Rodolfo Kusch describe esta diferencia en un relato bello y muy gráfico: «Cierta vez en Tiahuanaco empezó a granizar, y vi que un indio tomaba un caño y comenzaba a golpearlo con furia, mientras gritaba en aymará una serie de amenazas. Supe luego que lo hacía así porque quería ahuyentar a qowa, que es un gato causante del granizo. Se trata de una creencia muy extendida en el altiplano, según la cual este felino, que duerme junto a las fuentes, en ciertos días asciende hasta las nubes y desde ahí intenta perjudicar los sembrados. ¿Qué hubiéramos hecho nosotros ante el granizo? Nada. En cambio el indio pensaba que con el ruido lo haría cesar y ahuyentaría al felino. En cierto modo le envidie esa creencia. Porque ¿qué es una creencia? Pues la prolongación de uno mismo hacia afuera. El objeto de fe es puesto afuera, en medio de la dura realidad. Por eso el indio -porque cree- ve afuera un fenómeno vital, mientras que yo -que no creo- no veo otra cosa que un fenómeno mecánico. El indio tiene entonces una puerta abierta por donde su vida se le escapa y se convierte afuera en dioses. Posee el asombro original de los primitivos. Se asombra del granizo y se lo atribuye al felino. Pero el felino a su vez vuelve y le castiga el sembrado. Y todo constituye un ciclo cerrado. El indio entonces comienza su vida adentro de sí mismo, lleva a ésta hacia afuera y la convierte en dioses, y los dioses vuelven sobre él. El indio es así prisionero de su propia vida. Incluso le queda en todo esto el recurso de un ritmo para ganarse la voluntad de los dioses. ¿Y nosotros? También comenzamos con nuestra vida adentro de nosotros, pero no salimos. La inteligencia, la razón, la lógica nos lo impiden. Estamos solos frente al mundo, mientras que el indio está acompañado, aunque sea por qowa, el felino».

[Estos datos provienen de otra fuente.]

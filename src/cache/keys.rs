//! Cache key canonicalization.
//!
//! A request path becomes a single file name: one trailing slash is
//! stripped, remaining slashes become [`SEPARATOR`], and [`SENTINEL`] is
//! prepended so cache files never collide with anything else living in the
//! cache directory.

use std::fmt;

/// Prefix carried by every file the cache owns.
pub const SENTINEL: char = '@';
/// Replacement for `/` inside a key.
pub const SEPARATOR: char = '.';

// Path keys are either `@` or start with `@.`, so `@!` can never be produced
// by a request path.
const NOT_FOUND_KEY: &str = "@!404";

/// Canonical cache key; doubles as the on-disk file name.
#[derive(Debug, Clone, PartialEq, Eq, Hash)]
pub struct CacheKey(String);

impl CacheKey {
    /// Canonicalize a request path. Already-canonical keys are returned unchanged.
    pub fn from_path(path: &str) -> Self {
        if is_canonical(path) {
            return Self(path.to_string());
        }

        let trimmed = path.strip_suffix('/').unwrap_or(path);
        let mut key = String::with_capacity(trimmed.len() + 1);
        key.push(SENTINEL);
        // Relative paths are treated as rooted.
        if !trimmed.is_empty() && !trimmed.starts_with('/') {
            key.push(SEPARATOR);
        }
        key.extend(
            trimmed
                .chars()
                .map(|ch| if ch == '/' { SEPARATOR } else { ch }),
        );
        Self(key)
    }

    /// Reserved entry holding the rendered not-found page.
    pub fn not_found() -> Self {
        Self(NOT_FOUND_KEY.to_string())
    }

    pub fn as_str(&self) -> &str {
        &self.0
    }

    /// Whether `path` is the one spelling of its key a route is expected to
    /// accept: rooted, no trailing slash (except `/` itself), and no
    /// [`SEPARATOR`]. Other spellings are aliases that share the key.
    pub fn is_canonical_path(path: &str) -> bool {
        path.starts_with('/') && (path == "/" || !path.ends_with('/')) && !path.contains(SEPARATOR)
    }

    /// Whether a directory entry name belongs to the cache.
    pub fn is_cache_file(name: &str) -> bool {
        name.starts_with(SENTINEL)
    }
}

impl fmt::Display for CacheKey {
    fn fmt(&self, f: &mut fmt::Formatter<'_>) -> fmt::Result {
        f.write_str(&self.0)
    }
}

impl AsRef<str> for CacheKey {
    fn as_ref(&self) -> &str {
        &self.0
    }
}

// Only shapes a path can produce; reserved keys such as `@!404` are not.
fn is_canonical(value: &str) -> bool {
    let Some(rest) = value.strip_prefix(SENTINEL) else {
        return false;
    };
    (rest.is_empty() || rest.starts_with(SEPARATOR)) && !value.contains('/')
}
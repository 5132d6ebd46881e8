use std::time::Instant;

use axum::{
    body::Body,
    http::{HeaderName, HeaderValue, Request, StatusCode},
    middleware::Next,
    response::Response,
};
use tracing::{debug, error, warn};
use uuid::Uuid;

use crate::{application::error::ErrorReport, domain::identity::Identity};

const REQUEST_ID_HEADER: HeaderName = HeaderName::from_static("x-request-id");
const TARGET: &str = "vellum::http::response";

/// Per-request correlation data, available to handlers as an extension.
#[derive(Debug, Clone)]
pub struct RequestContext {
    pub request_id: String,
}

/// Reuse the caller's `x-request-id` when it is usable, otherwise mint one,
/// and echo it back on the response.
pub async fn set_request_context(mut request: Request<Body>, next: Next) -> Response {
    let request_id = request
        .headers()
        .get(&REQUEST_ID_HEADER)
        .and_then(|value| value.to_str().ok())
        .filter(|value| !value.is_empty() && value.len() <= 128)
        .map(str::to_owned)
        .unwrap_or_else(|| Uuid::new_v4().to_string());

    let context = RequestContext { request_id };
    request.extensions_mut().insert(context.clone());

    let mut response = next.run(request).await;
    if let Ok(value) = HeaderValue::from_str(&context.request_id) {
        response.headers_mut().insert(REQUEST_ID_HEADER, value);
    }
    response.extensions_mut().insert(context);
    response
}

/// Log every response; failures carry the [`ErrorReport`] their handler attached.
pub async fn log_responses(request: Request<Body>, next: Next) -> Response {
    let started_at = Instant::now();
    let method = request.method().clone();
    let path = request.uri().path().to_owned();
    let request_id = request
        .extensions()
        .get::<RequestContext>()
        .map(|ctx| ctx.request_id.clone())
        .unwrap_or_default();
    let user_id = request
        .extensions()
        .get::<Identity>()
        .map(|identity| identity.id.clone())
        .unwrap_or_default();

    let mut response = next.run(request).await;
    let status = response.status();
    let elapsed_ms = started_at.elapsed().as_millis();

    if !is_failure(status) {
        debug!(
            target = TARGET,
            status = status.as_u16(),
            method = %method,
            path = %path,
            elapsed_ms,
            request_id = %request_id,
            "request served"
        );
        return response;
    }

    let (source, chain) = response
        .extensions_mut()
        .remove::<ErrorReport>()
        .map(|report| (report.source, report.messages))
        .unwrap_or(("unknown", Vec::new()));
    let detail = chain
        .first()
        .map(String::as_str)
        .unwrap_or("no diagnostic available");

    if status.is_server_error() {
        error!(
            target = TARGET,
            status = status.as_u16(),
            method = %method,
            path = %path,
            elapsed_ms,
            source,
            detail,
            chain = ?chain,
            request_id = %request_id,
            user_id = %user_id,
            "request failed"
        );
    } else {
        warn!(
            target = TARGET,
            status = status.as_u16(),
            method = %method,
            path = %path,
            elapsed_ms,
            source,
            detail,
            request_id = %request_id,
            user_id = %user_id,
            "request rejected"
        );
    }

    response
}

fn is_failure(status: StatusCode) -> bool {
    status.is_client_error() || status.is_server_error()
}
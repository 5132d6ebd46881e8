use thiserror::Error;

#[derive(Debug, Error)]
pub enum DomainError {
    #[error("route pattern `{pattern}` must be anchored with `^` and `$`")]
    UnanchoredPattern { pattern: String },
    #[error("route pattern `{pattern}` is not a valid expression")]
    InvalidPattern {
        pattern: String,
        #[source]
        source: regex::Error,
    },
    #[error("route `{pattern}` names {declared} params but captures only {captures}")]
    ParamOverflow {
        pattern: String,
        declared: usize,
        captures: usize,
    },
    #[error("prerender path `{path}` has no `{placeholder}` placeholder for group {index}")]
    MissingPlaceholder {
        path: String,
        placeholder: String,
        index: usize,
    },
}

impl DomainError {
    pub fn unanchored(pattern: impl Into<String>) -> Self {
        Self::UnanchoredPattern {
            pattern: pattern.into(),
        }
    }
}
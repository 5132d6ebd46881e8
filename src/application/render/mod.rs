//! Page rendering: compiled templates and the per-path render pipeline.
//!
//! The pipeline owns no mutable state of its own. Templates live behind an
//! atomically swapped snapshot and rendered pages live on disk, so a live
//! request and a reload may run side by side.

mod pipeline;
mod templates;
mod types;

pub use pipeline::RenderPipeline;
pub use templates::{
    CompileError, CompileReport, RenderError, TemplateFailure, TemplateSet, TemplateStore,
};
pub use types::{PageContext, PrerenderError, PrerenderOutcome, RenderOutcome, SkipReason};
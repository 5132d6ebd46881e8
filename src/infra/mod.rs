//! Infrastructure adapters and runtime bootstrap.

pub mod db;
pub mod error;
pub mod http;
pub mod memory;
pub mod signals;
pub mod telemetry;
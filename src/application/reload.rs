//! Full reload cycle: clear the cache, recompile templates, prerender.

use std::{sync::Arc, time::Instant};

use futures::future::join_all;
use metrics::histogram;
use serde::Serialize;
use thiserror::Error;
use tokio::sync::Mutex;
use tracing::{error, info, instrument, warn};

use crate::cache::CacheError;

use super::{
    prerender::{self, SpecFailure},
    render::{CompileError, PrerenderOutcome, RenderPipeline, SkipReason},
    repos::ContentSource,
};

const METRIC_RELOAD_MS: &str = "vellum_reload_ms";

#[derive(Debug, Error)]
pub enum ReloadError {
    #[error("failed to clear the page cache")]
    Clear(#[source] CacheError),
    #[error("failed to compile templates")]
    Compile(#[source] CompileError),
}

/// A path whose prerender failed.
#[derive(Debug, Clone, PartialEq, Eq, Serialize)]
pub struct PathFailure {
    pub path: String,
    pub reason: String,
}

/// What one completed reload did.
#[derive(Debug, Clone, Default, PartialEq, Eq, Serialize)]
pub struct ReloadReport {
    pub cleared: usize,
    pub templates: Vec<String>,
    pub paths: usize,
    pub stored: usize,
    pub skipped: usize,
    pub failed: Vec<PathFailure>,
    pub skipped_specs: Vec<SpecFailure>,
    pub not_found_page: bool,
    pub elapsed_ms: u64,
}

/// Runs reload cycles one at a time.
pub struct Reloader {
    pipeline: RenderPipeline,
    source: Arc<dyn ContentSource>,
    gate: Mutex<()>,
}

impl Reloader {
    pub fn new(pipeline: RenderPipeline, source: Arc<dyn ContentSource>) -> Self {
        Self {
            pipeline,
            source,
            gate: Mutex::new(()),
        }
    }

    pub fn pipeline(&self) -> &RenderPipeline {
        &self.pipeline
    }

    /// Clear, compile, then prerender every declared path concurrently.
    ///
    /// Clear and compile failures abort the cycle. Per-spec and per-path
    /// failures are recorded in the report. A second caller waits for the
    /// running cycle to finish before starting its own.
    #[instrument(skip(self), target = "vellum::reload")]
    pub async fn reload(&self) -> Result<ReloadReport, ReloadError> {
        let _guard = self.gate.lock().await;
        let started_at = Instant::now();

        let cleared = self.pipeline.cache().clear().await.map_err(|err| {
            error!(target = "vellum::reload", error = %err, "cache clear failed");
            ReloadError::Clear(err)
        })?;

        let compiled = self
            .pipeline
            .templates()
            .compile_all()
            .await
            .map_err(|err| {
                error!(target = "vellum::reload", error = %err, "template compile failed");
                ReloadError::Compile(err)
            })?;

        let expansion = prerender::expand(&self.pipeline.site().prerender, self.source.as_ref()).await;

        let renders = expansion.paths.iter().map(|path| async move {
            (path, self.pipeline.prerender(path).await)
        });

        let mut report = ReloadReport {
            cleared,
            templates: compiled.templates,
            paths: expansion.paths.len(),
            skipped_specs: expansion.failures,
            ..ReloadReport::default()
        };

        for (path, result) in join_all(renders).await {
            match result {
                Ok(PrerenderOutcome::Stored) => report.stored += 1,
                Ok(PrerenderOutcome::Skipped(reason)) => {
                    if reason == SkipReason::NoRoute {
                        warn!(target = "vellum::reload", path = %path, "prerender path has no route");
                    }
                    report.skipped += 1;
                }
                Err(err) => {
                    warn!(target = "vellum::reload", path = %path, error = %err, "prerender failed");
                    report.failed.push(PathFailure {
                        path: path.clone(),
                        reason: err.to_string(),
                    });
                }
            }
        }

        match self.pipeline.render_not_found_page().await {
            Ok(stored) => report.not_found_page = stored,
            Err(err) => {
                warn!(target = "vellum::reload", error = %err, "not-found page failed to render");
            }
        }

        let elapsed = started_at.elapsed();
        report.elapsed_ms = u64::try_from(elapsed.as_millis()).unwrap_or(u64::MAX);
        histogram!(METRIC_RELOAD_MS).record(elapsed.as_secs_f64() * 1000.0);

        info!(
            target = "vellum::reload",
            cleared = report.cleared,
            templates = report.templates.len(),
            paths = report.paths,
            stored = report.stored,
            skipped = report.skipped,
            failed = report.failed.len(),
            skipped_specs = report.skipped_specs.len(),
            elapsed_ms = report.elapsed_ms,
            "reload complete"
        );

        Ok(report)
    }
}
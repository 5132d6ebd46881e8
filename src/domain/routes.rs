//! Declarative route table.
//!
//! Routes are evaluated in definition order and the first whose matcher
//! accepts the whole path wins. Matchers only expose "match → capture list",
//! so the regex implementation can be replaced without touching the
//! render pipeline.

use std::fmt;

use regex::Regex;
use serde_json::Value;

use super::error::DomainError;

pub const DEFAULT_MIME: &str = "text/html";

/// Capture slots produced by a successful match, in group order.
///
/// A slot is `None` when its group did not participate in the match.
pub type Captures = Vec<Option<String>>;

/// Narrow path matching seam used by [`RouteTable`].
pub trait PathMatcher: Send + Sync + fmt::Debug {
    /// Human readable form of the pattern, used in logs and errors.
    fn pattern(&self) -> &str;

    /// Number of capture slots a successful match yields.
    fn capture_count(&self) -> usize;

    /// Match the whole path, returning every capture slot on success.
    fn captures(&self, path: &str) -> Option<Captures>;
}

/// Anchored regular-expression matcher.
#[derive(Debug, Clone)]
pub struct RegexMatcher {
    pattern: String,
    regex: Regex,
}

impl RegexMatcher {
    /// Compile `pattern`, rejecting patterns that are not anchored at both ends.
    ///
    /// The anchors bind the whole expression: `^/a|/b$` accepts exactly `/a`
    /// or `/b`.
    pub fn new(pattern: &str) -> Result<Self, DomainError> {
        if !pattern.starts_with('^') || !pattern.ends_with('$') || pattern.ends_with("\\$") {
            return Err(DomainError::unanchored(pattern));
        }

        let body = &pattern[1..pattern.len() - 1];
        let regex = Regex::new(&format!("^(?:{body})$")).map_err(|source| {
            DomainError::InvalidPattern {
                pattern: pattern.to_string(),
                source,
            }
        })?;

        Ok(Self {
            pattern: pattern.to_string(),
            regex,
        })
    }
}

impl PathMatcher for RegexMatcher {
    fn pattern(&self) -> &str {
        &self.pattern
    }

    fn capture_count(&self) -> usize {
        self.regex.captures_len().saturating_sub(1)
    }

    fn captures(&self, path: &str) -> Option<Captures> {
        let captures = self.regex.captures(path)?;
        Some(
            captures
                .iter()
                .skip(1)
                .map(|group| group.map(|m| m.as_str().to_string()))
                .collect(),
        )
    }
}

/// Immutable route descriptor.
#[derive(Debug)]
pub struct Route {
    matcher: Box<dyn PathMatcher>,
    page: String,
    cacheable: bool,
    params: Vec<Option<String>>,
    mime: String,
    restricted: bool,
    single: bool,
    defaults: Vec<(String, Value)>,
}

impl Route {
    /// Start a route backed by an anchored regular expression.
    pub fn builder(pattern: impl Into<String>, page: impl Into<String>) -> RouteBuilder {
        RouteBuilder::new(MatcherSource::Pattern(pattern.into()), page.into())
    }

    /// Start a route backed by a custom matcher.
    pub fn with_matcher(matcher: Box<dyn PathMatcher>, page: impl Into<String>) -> RouteBuilder {
        RouteBuilder::new(MatcherSource::Custom(matcher), page.into())
    }

    pub fn pattern(&self) -> &str {
        self.matcher.pattern()
    }

    pub fn page(&self) -> &str {
        &self.page
    }

    pub fn is_cacheable(&self) -> bool {
        self.cacheable
    }

    pub fn mime(&self) -> &str {
        &self.mime
    }

    pub fn is_restricted(&self) -> bool {
        self.restricted
    }

    pub fn is_single(&self) -> bool {
        self.single
    }

    /// Declared parameter layout; `None` marks a discarded capture slot.
    pub fn params(&self) -> &[Option<String>] {
        &self.params
    }

    pub fn defaults(&self) -> &[(String, Value)] {
        &self.defaults
    }
}

enum MatcherSource {
    Pattern(String),
    Custom(Box<dyn PathMatcher>),
}

/// Builder for [`Route`]; validation happens in [`RouteBuilder::build`].
pub struct RouteBuilder {
    matcher: MatcherSource,
    page: String,
    cacheable: bool,
    params: Vec<Option<String>>,
    mime: String,
    restricted: bool,
    single: bool,
    defaults: Vec<(String, Value)>,
}

impl RouteBuilder {
    fn new(matcher: MatcherSource, page: String) -> Self {
        Self {
            matcher,
            page,
            cacheable: false,
            params: Vec::new(),
            mime: DEFAULT_MIME.to_string(),
            restricted: false,
            single: false,
            defaults: Vec::new(),
        }
    }

    /// Allow rendered output to be persisted and re-served.
    pub fn cacheable(mut self) -> Self {
        self.cacheable = true;
        self
    }

    /// Name the next capture slot.
    pub fn param(mut self, name: impl Into<String>) -> Self {
        self.params.push(Some(name.into()));
        self
    }

    /// Consume the next capture slot without exposing it to the template.
    pub fn skip_param(mut self) -> Self {
        self.params.push(None);
        self
    }

    pub fn mime(mut self, mime: impl Into<String>) -> Self {
        self.mime = mime.into();
        self
    }

    /// Exclude the route from prerendering.
    pub fn restricted(mut self) -> Self {
        self.restricted = true;
        self
    }

    /// Mark the sole capture as a content identifier.
    pub fn single(mut self) -> Self {
        self.single = true;
        self
    }

    /// Attach a constant context value.
    pub fn default_value(mut self, name: impl Into<String>, value: impl Into<Value>) -> Self {
        self.defaults.push((name.into(), value.into()));
        self
    }

    pub fn build(self) -> Result<Route, DomainError> {
        let matcher: Box<dyn PathMatcher> = match self.matcher {
            MatcherSource::Pattern(pattern) => Box::new(RegexMatcher::new(&pattern)?),
            MatcherSource::Custom(matcher) => matcher,
        };

        let captures = matcher.capture_count();
        if self.params.len() > captures {
            return Err(DomainError::ParamOverflow {
                pattern: matcher.pattern().to_string(),
                declared: self.params.len(),
                captures,
            });
        }

        Ok(Route {
            matcher,
            page: self.page,
            cacheable: self.cacheable,
            params: self.params,
            mime: self.mime,
            restricted: self.restricted,
            single: self.single,
            defaults: self.defaults,
        })
    }
}

/// A route together with the captures it produced for one path.
#[derive(Debug)]
pub struct RouteMatch<'a> {
    route: &'a Route,
    captures: Captures,
}

impl<'a> RouteMatch<'a> {
    pub fn route(&self) -> &'a Route {
        self.route
    }

    pub fn captures(&self) -> &[Option<String>] {
        &self.captures
    }

    /// Named parameters in declaration order.
    ///
    /// Unnamed slots and groups that did not participate are omitted.
    pub fn params(&self) -> impl Iterator<Item = (&str, &str)> {
        self.route
            .params
            .iter()
            .zip(self.captures.iter())
            .filter_map(|(name, value)| Some((name.as_deref()?, value.as_deref()?)))
    }
}

/// Ordered, first-match-wins route list.
#[derive(Debug, Default)]
pub struct RouteTable {
    routes: Vec<Route>,
}

impl RouteTable {
    pub fn new(routes: Vec<Route>) -> Self {
        Self { routes }
    }

    pub fn match_path(&self, path: &str) -> Option<RouteMatch<'_>> {
        self.routes.iter().find_map(|route| {
            route
                .matcher
                .captures(path)
                .map(|captures| RouteMatch { route, captures })
        })
    }

    pub fn find(&self, path: &str) -> Option<&Route> {
        self.match_path(path).map(|matched| matched.route)
    }

}

#[cfg(test)]
mod tests {
    use super::*;

    #[test]
    fn first_matching_route_wins() {
        let table = RouteTable::new(vec![
            Route::builder("^/posts/([0-9]+)$", "numeric.html")
                .param("id")
                .build()
                .unwrap(),
            Route::builder("^/posts/(.+)$", "any.html")
                .param("slug")
                .build()
                .unwrap(),
        ]);

        assert_eq!(table.find("/posts/42").unwrap().page(), "numeric.html");
        assert_eq!(table.find("/posts/hello").unwrap().page(), "any.html");

        let reversed = RouteTable::new(vec![
            Route::builder("^/posts/(.+)$", "any.html")
                .param("slug")
                .build()
                .unwrap(),
            Route::builder("^/posts/([0-9]+)$", "numeric.html")
                .param("id")
                .build()
                .unwrap(),
        ]);
        assert_eq!(reversed.find("/posts/42").unwrap().page(), "any.html");
    }

    #[test]
    fn matching_is_anchored() {
        let table = RouteTable::new(vec![Route::builder("^/tags/([a-z]+)$", "page.html")
            .param("tag")
            .build()
            .unwrap()]);

        assert!(table.find("/tags/rust").is_some());
        assert!(table.find("/tags/rust/extra").is_none());
        assert!(table.find("/prefix/tags/rust").is_none());
    }

    #[test]
    fn anchors_bind_top_level_alternation() {
        let table = RouteTable::new(vec![Route::builder("^/a|/b$", "page.html").build().unwrap()]);

        assert!(table.find("/a").is_some());
        assert!(table.find("/b").is_some());
        assert!(table.find("/a/extra").is_none());
        assert!(table.find("/x/b").is_none());
        assert_eq!(table.find("/a").unwrap().pattern(), "^/a|/b$");
    }

    #[test]
    fn unnamed_slots_consume_captures() {
        let route = Route::builder("^/editor(/([0-9]*))?$", "editor.html")
            .skip_param()
            .param("content")
            .build()
            .unwrap();
        let table = RouteTable::new(vec![route]);

        let matched = table.match_path("/editor/12").unwrap();
        let params: Vec<_> = matched.params().collect();
        assert_eq!(params, vec![("content", "12")]);

        let bare = table.match_path("/editor").unwrap();
        assert_eq!(bare.params().count(), 0);
        assert_eq!(bare.captures(), &[None::<String>, None]);
    }

    #[test]
    fn undeclared_captures_are_ignored() {
        let route = Route::builder("^/a/([0-9]+)/([0-9]+)$", "page.html")
            .param("first")
            .build()
            .unwrap();
        let table = RouteTable::new(vec![route]);
        let matched = table.match_path("/a/1/2").unwrap();
        assert_eq!(matched.params().collect::<Vec<_>>(), vec![("first", "1")]);
    }

    #[test]
    fn builder_rejects_unanchored_patterns() {
        let err = Route::builder("^/rss/?", "rss.xml").build().unwrap_err();
        assert!(matches!(err, DomainError::UnanchoredPattern { .. }));

        let err = Route::builder("/rss$", "rss.xml").build().unwrap_err();
        assert!(matches!(err, DomainError::UnanchoredPattern { .. }));
    }

    #[test]
    fn builder_rejects_params_beyond_captures() {
        let err = Route::builder("^/page/([0-9]+)$", "page.html")
            .param("index")
            .param("extra")
            .build()
            .unwrap_err();
        assert!(matches!(
            err,
            DomainError::ParamOverflow {
                declared: 2,
                captures: 1,
                ..
            }
        ));
    }

    #[test]
    fn builder_rejects_invalid_expressions() {
        let err = Route::builder("^/page/([0-9]+$", "page.html")
            .build()
            .unwrap_err();
        assert!(matches!(err, DomainError::InvalidPattern { .. }));
    }

    #[test]
    fn route_defaults_to_html_and_uncached() {
        let route = Route::builder("^/admin/?$", "admin.html").build().unwrap();
        assert_eq!(route.mime(), DEFAULT_MIME);
        assert!(!route.is_cacheable());
        assert!(!route.is_restricted());
        assert!(!route.is_single());
    }

    #[derive(Debug)]
    struct LiteralMatcher(&'static str);

    impl PathMatcher for LiteralMatcher {
        fn pattern(&self) -> &str {
            self.0
        }

        fn capture_count(&self) -> usize {
            0
        }

        fn captures(&self, path: &str) -> Option<Captures> {
            (path == self.0).then(Vec::new)
        }
    }

    #[test]
    fn custom_matchers_plug_into_the_table() {
        let route = Route::with_matcher(Box::new(LiteralMatcher("/about")), "about.html")
            .cacheable()
            .build()
            .unwrap();
        let table = RouteTable::new(vec![route]);

        assert_eq!(table.find("/about").unwrap().page(), "about.html");
        assert!(table.find("/about/").is_none());
    }
}
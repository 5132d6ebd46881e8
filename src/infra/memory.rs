//! In-memory content source used when no database is configured.

use std::collections::HashMap;

use async_trait::async_trait;

use crate::application::repos::{ContentSource, RepoError};
use crate::domain::prerender::DistinctQuery;

/// Fixed answers keyed by query; unknown queries yield no values.
#[derive(Debug, Clone, Default)]
pub struct StaticContentSource {
    values: HashMap<DistinctQuery, Vec<String>>,
}

impl StaticContentSource {
    pub fn new() -> Self {
        Self::default()
    }

    pub fn with_values<I, S>(mut self, query: DistinctQuery, values: I) -> Self
    where
        I: IntoIterator<Item = S>,
        S: Into<String>,
    {
        self.values
            .insert(query, values.into_iter().map(Into::into).collect());
        self
    }
}

#[async_trait]
impl ContentSource for StaticContentSource {
    async fn distinct_values(&self, query: &DistinctQuery) -> Result<Vec<String>, RepoError> {
        Ok(self.values.get(query).cloned().unwrap_or_default())
    }
}
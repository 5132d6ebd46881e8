//! Vellum: route table, filesystem page cache, and reload-time prerendering
//! for a small content site.

pub mod application;
pub mod cache;
pub mod config;
pub mod domain;
pub mod infra;
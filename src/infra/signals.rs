//! Process signal handling for the serve command.

use std::sync::Arc;

use tokio::task::JoinHandle;
use tracing::{error, info, warn};

use crate::application::reload::Reloader;

/// Resolve once ctrl-c or SIGTERM arrives.
pub async fn shutdown_signal() {
    let ctrl_c = async {
        if let Err(err) = tokio::signal::ctrl_c().await {
            error!(target = "vellum::signals", error = %err, "failed to listen for ctrl-c");
            std::future::pending::<()>().await;
        }
    };

    #[cfg(unix)]
    let terminate = async {
        use tokio::signal::unix::{SignalKind, signal};
        match signal(SignalKind::terminate()) {
            Ok(mut stream) => {
                stream.recv().await;
            }
            Err(err) => {
                error!(target = "vellum::signals", error = %err, "failed to listen for SIGTERM");
                std::future::pending::<()>().await;
            }
        }
    };

    #[cfg(not(unix))]
    let terminate = std::future::pending::<()>();

    tokio::select! {
        () = ctrl_c => {}
        () = terminate => {}
    }

    info!(target = "vellum::signals", "shutdown signal received, stopping servers");
}

/// Run a reload each time the process receives SIGHUP.
#[cfg(unix)]
pub fn spawn_reload_on_hangup(reloader: Arc<Reloader>) -> JoinHandle<()> {
    use tokio::signal::unix::{SignalKind, signal};

    tokio::spawn(async move {
        let mut hangups = match signal(SignalKind::hangup()) {
            Ok(stream) => stream,
            Err(err) => {
                warn!(target = "vellum::signals", error = %err, "SIGHUP reload disabled");
                return;
            }
        };

        while hangups.recv().await.is_some() {
            info!(target = "vellum::signals", "SIGHUP received, reloading");
            if let Err(err) = reloader.reload().await {
                error!(target = "vellum::signals", error = %err, "reload aborted");
            }
        }
    })
}

#[cfg(not(unix))]
pub fn spawn_reload_on_hangup(_reloader: Arc<Reloader>) -> JoinHandle<()> {
    tokio::spawn(async {})
}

Ese «mientras que el indio está» es la médula de la cosmovisión aborigen. Los Comechingones decían que una de las cosas más tristes que nos puede pasar en la vida es no estar. Hoy mucha gente vive sin estar y algunos ni siquiera están en su muerte. En la introducción de Walden, Thoreau observa: «Fui a los bosques porque quería vivir deliberadamente, enfrentar sólo los hechos esenciales de la vida, y ver si no podía aprender lo que ella tenía que enseñar, no sea que cuando estuviera por morir descubriera que no había vivido.» No se puede no estar. No se puede perder la oportunidad de estar vivo.